From the entries, return every line where the string "RunNode" shows up.

[[ Record excerpts, beginning ]]

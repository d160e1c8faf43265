mod config;

use std::path::PathBuf;
use std::sync::Arc;

use anyhow::{bail, Context};
use clap::{Parser, Subcommand};

use config::AppConfig;
use waypoint_engine::{
    HeadlessSurface, HttpRequestConfig, LogLevel, LogSink, NodeConfig, NodeEditor, NodeExecutor,
    NodeType, NullEventSink, OrchestrationId, OrchestrationRunner, Position, ReqwestHttpClient,
    Workspace,
};
use waypoint_storage::Database;

#[derive(Parser)]
#[command(name = "waypoint", version, about = "Build and run API test workflows")]
struct Cli {
    /// Directory holding config.json and, by default, the database
    #[arg(short, long, default_value = ".")]
    config_dir: PathBuf,

    #[command(subcommand)]
    command: Commands,
}

#[derive(Subcommand)]
enum Commands {
    /// List projects, orchestrations and their graphs
    List,
    /// Write the current configuration to config.json
    Config,
    /// Add a sample orchestration: Start, GET, Set Variable, Log
    Seed {
        /// URL the sample GET node requests
        #[arg(long, default_value = "https://httpbin.org/get")]
        url: String,
    },
    /// Add a node to an orchestration
    AddNode {
        orchestration: OrchestrationId,
        /// Type tag, e.g. HTTP_GET or LOG
        node_type: String,
        #[arg(long, default_value_t = 0.0)]
        x: f32,
        #[arg(long, default_value_t = 0.0)]
        y: f32,
        /// Escaped field payload, `|`-separated
        #[arg(long)]
        data: Option<String>,
    },
    /// Connect an output pin to an input pin
    Link {
        orchestration: OrchestrationId,
        start_attr: i32,
        end_attr: i32,
    },
    /// Delete a node and every link touching it
    DeleteNode {
        orchestration: OrchestrationId,
        node: i32,
    },
    /// Execute an orchestration from its Start node
    Run { orchestration: OrchestrationId },
    /// Execute a single node on its own
    RunNode {
        orchestration: OrchestrationId,
        node: i32,
    },
}

#[tokio::main]
async fn main() -> anyhow::Result<()> {
    env_logger::Builder::from_env(env_logger::Env::default().default_filter_or("info"))
        .format_timestamp_millis()
        .init();

    let cli = Cli::parse();
    let config = AppConfig::load(&cli.config_dir)
        .await
        .context("failed to load configuration")?;

    let db_path = config.database_path_in(&cli.config_dir);
    let mut db = Database::open(&db_path)
        .with_context(|| format!("failed to open database {:?}", db_path))?;
    let log_sink = Arc::new(LogSink::with_limits(
        config.log.max_lines,
        config.log.prune_batch,
    ));

    match cli.command {
        Commands::List => {
            let workspace = db.load_or_bootstrap(log_sink);
            print_workspace(&workspace);
        }
        Commands::Config => {
            config.save(&cli.config_dir).await?;
            println!("{}", serde_json::to_string_pretty(&config)?);
        }
        Commands::Seed { url } => {
            let mut workspace = db.load_or_bootstrap(log_sink);
            let orchestration_id = seed(&mut workspace, &url)?;
            db.save_workspace(&mut workspace)?;
            println!("Created orchestration {}", orchestration_id);
        }
        Commands::AddNode {
            orchestration,
            node_type,
            x,
            y,
            data,
        } => {
            let mut workspace = db.load_or_bootstrap(log_sink);
            ensure_orchestration(&workspace, orchestration)?;
            let editor = workspace.editor_mut();
            let id = editor.create_node_from_tag(orchestration, &node_type, Position::new(x, y))?;
            if let (Some(data), Some(node)) = (data, editor.node_mut(orchestration, id)) {
                node.deserialize_data(&data);
            }
            db.save_workspace(&mut workspace)?;
            println!("Created node {} with pins {:?}", id, pins_of(&workspace, orchestration, id));
        }
        Commands::Link {
            orchestration,
            start_attr,
            end_attr,
        } => {
            let mut workspace = db.load_or_bootstrap(log_sink);
            ensure_orchestration(&workspace, orchestration)?;
            let id = workspace
                .editor_mut()
                .create_link(orchestration, start_attr, end_attr);
            db.save_workspace(&mut workspace)?;
            println!("Created link {}", id);
        }
        Commands::DeleteNode { orchestration, node } => {
            let mut workspace = db.load_or_bootstrap(log_sink);
            if workspace.editor_mut().delete_node(orchestration, node).is_none() {
                bail!("node {} not found in orchestration {}", node, orchestration);
            }
            db.save_workspace(&mut workspace)?;
            println!("Deleted node {}", node);
        }
        Commands::Run { orchestration } => {
            let mut workspace = db.load_or_bootstrap(log_sink);
            let runner = OrchestrationRunner::new(executor(&config)?);
            let run = workspace
                .execute(orchestration, &runner, &NullEventSink)
                .await?;

            print_log(run.context.log_lines());
            println!(
                "Run {} {:?}: {} nodes in {}ms ({:?})",
                run.report.execution_id,
                run.report.state,
                run.report.executed.len(),
                run.report.execution_time_ms,
                run.report.termination
            );
            if !run.report.success() {
                bail!("orchestration {} failed", orchestration);
            }
        }
        Commands::RunNode { orchestration, node } => {
            let rows = db.load_rows().context("failed to load workspace")?;
            let mut surface = HeadlessSurface::new();
            surface.select_nodes([node]);
            let mut workspace = Workspace::from_rows_with_editor(
                &rows,
                NodeEditor::new(Box::new(surface)),
                log_sink,
            );

            let run = workspace
                .execute_selected(orchestration, &executor(&config)?)
                .await?;
            match run {
                Some(run) => {
                    print_log(run.context.log_lines());
                    if !run.success {
                        bail!("node {} failed", run.node_id);
                    }
                }
                None => bail!("no node selected"),
            }
        }
    }

    Ok(())
}

fn executor(config: &AppConfig) -> anyhow::Result<NodeExecutor> {
    let client = ReqwestHttpClient::with_user_agent(&config.http.user_agent)?;
    Ok(NodeExecutor::new(Arc::new(client)))
}

fn ensure_orchestration(workspace: &Workspace, id: OrchestrationId) -> anyhow::Result<()> {
    if !workspace.projects().contains_orchestration(id) {
        bail!("orchestration {} does not exist", id);
    }
    Ok(())
}

fn pins_of(workspace: &Workspace, orchestration: OrchestrationId, id: i32) -> Vec<(i32, &'static str)> {
    workspace
        .editor()
        .get(orchestration)
        .and_then(|data| data.node(id))
        .map(|node| {
            node.attribute_ids()
                .into_iter()
                .zip(node.node_type().pins().iter().map(|p| p.name))
                .collect()
        })
        .unwrap_or_default()
}

/// Add the sample workflow to the first project
fn seed(workspace: &mut Workspace, url: &str) -> anyhow::Result<OrchestrationId> {
    let project_id = match workspace.projects().projects().first() {
        Some(project) => project.id,
        None => workspace.projects_mut().add_project("Default Project"),
    };
    let orchestration = workspace
        .projects_mut()
        .add_orchestration(project_id, "Sample Orchestration")?;

    let editor = workspace.editor_mut();
    let start = editor.create_node(orchestration, NodeType::Start, Position::new(50.0, 100.0));
    let get = editor.create_node(orchestration, NodeType::HttpGet, Position::new(250.0, 100.0));
    let set = editor.create_node(orchestration, NodeType::SetVariable, Position::new(500.0, 100.0));
    let log = editor.create_node(orchestration, NodeType::Log, Position::new(750.0, 100.0));

    let configs = [
        (
            get,
            NodeConfig::HttpGet(HttpRequestConfig {
                url: url.to_string(),
                headers: "Accept: application/json".to_string(),
                body: String::new(),
            }),
        ),
        (
            set,
            NodeConfig::SetVariable {
                var_name: "response".to_string(),
            },
        ),
        (
            log,
            NodeConfig::Log {
                message: "Sample workflow finished".to_string(),
            },
        ),
    ];
    for (id, config) in configs {
        if let Some(node) = editor.node_mut(orchestration, id) {
            *node.config_mut() = config;
        }
    }

    let chain = [start, get, set, log];
    for pair in chain.windows(2) {
        let from = editor
            .get(orchestration)
            .and_then(|data| data.node(pair[0]))
            .and_then(|node| node.next_attribute());
        if let Some(from) = from {
            editor.create_link(orchestration, from, pair[1] + 1);
        }
    }

    Ok(orchestration)
}

fn print_workspace(workspace: &Workspace) {
    for project in workspace.projects().projects() {
        println!("Project {}: {}", project.id, project.name);
        for orchestration in project.orchestrations() {
            let (nodes, links) = workspace
                .editor()
                .get(orchestration.id)
                .map(|data| (data.nodes().len(), data.links().len()))
                .unwrap_or((0, 0));
            println!(
                "  Orchestration {}: {} ({} nodes, {} links)",
                orchestration.id, orchestration.name, nodes, links
            );
            if let Some(data) = workspace.editor().get(orchestration.id) {
                for node in data.nodes() {
                    println!(
                        "    [{}] {} at ({:.0}, {:.0}) {}",
                        node.id(),
                        node.type_tag(),
                        node.position().x,
                        node.position().y,
                        node.serialize_data()
                    );
                }
                for link in data.links() {
                    println!("    link {}: {} -> {}", link.id, link.start_attr, link.end_attr);
                }
            }
        }
    }
}

fn print_log<'a>(lines: impl Iterator<Item = &'a str>) {
    for line in lines {
        match LogLevel::classify(line) {
            LogLevel::Error | LogLevel::Warning => eprintln!("{}", line),
            _ => println!("{}", line),
        }
    }
}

[[ Record excerpts, end ]]

- Exercise response -
    RunNode {
        Commands::RunNode { orchestration, node } => {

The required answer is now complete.